- Brief: How many of the lines below include "crate"? Give the number and no other words.

Segment Start: Supplied material

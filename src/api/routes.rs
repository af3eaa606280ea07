use axum::{
    routing::{get, post},
    Router,
    extract::{Json, State},
    http::{header, HeaderValue},
    response::IntoResponse,
};
use tower_http::cors::{CorsLayer, Any};
use tower_http::trace::TraceLayer;
use chrono::Utc;
use std::time::Instant;
use tracing::info;

use crate::error::{Result, AppError};
use crate::api::models::{SummarizeRequest, SummarizeResponse};
use crate::api::response;
use crate::pipeline::{download_file_name, MARKDOWN_MIME};
use crate::summarizer::Summary;
use crate::AppState;

pub fn create_router(app_state: AppState) -> Router {
    Router::new()
        .route("/health", get(health))
        .route("/api/summarize", post(summarize_handler))
        .route("/api/summarize/download", post(download_handler))
        .layer(TraceLayer::new_for_http())
        .layer(
            CorsLayer::new()
                .allow_origin(Any)
                .allow_methods(Any)
                .allow_headers(Any),
        )
        .with_state(app_state)
}

async fn health() -> &'static str {
    "ok"
}

async fn summarize_handler(
    State(state): State<AppState>,
    Json(req): Json<SummarizeRequest>,
) -> Result<impl IntoResponse> {
    let url = req.url.trim_end();
    let summary = summarize(&state, url).await?;

    Ok(response::success(SummarizeResponse {
        url: url.to_string(),
        word_count: summary.word_count(),
        summary: summary.into_inner(),
        file_name: download_file_name(url),
        mime_type: MARKDOWN_MIME.to_string(),
        generated_at: Utc::now(),
    }))
}

async fn download_handler(
    State(state): State<AppState>,
    Json(req): Json<SummarizeRequest>,
) -> Result<impl IntoResponse> {
    let url = req.url.trim_end();
    let summary = summarize(&state, url).await?;

    let disposition = format!("attachment; filename=\"{}\"", download_file_name(url));
    let disposition = HeaderValue::from_str(&disposition)
        .map_err(|e| AppError::ValidationError(format!("Unusable download file name: {}", e)))?;
    let content_type = HeaderValue::from_str(&format!("{}; charset=utf-8", MARKDOWN_MIME))
        .map_err(|e| AppError::ConfigError(e.to_string()))?;

    Ok((
        [
            (header::CONTENT_TYPE, content_type),
            (header::CONTENT_DISPOSITION, disposition),
        ],
        summary.into_inner(),
    ))
}

async fn summarize(state: &AppState, url: &str) -> Result<Summary> {
    info!(url, "processing summarize request");
    let start_time = Instant::now();

    let result = state.pipeline.run(url).await;

    info!(url, elapsed = ?start_time.elapsed(), ok = result.is_ok(), "request processing finished");
    result
}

Segment End: Supplied material

- Response below: 6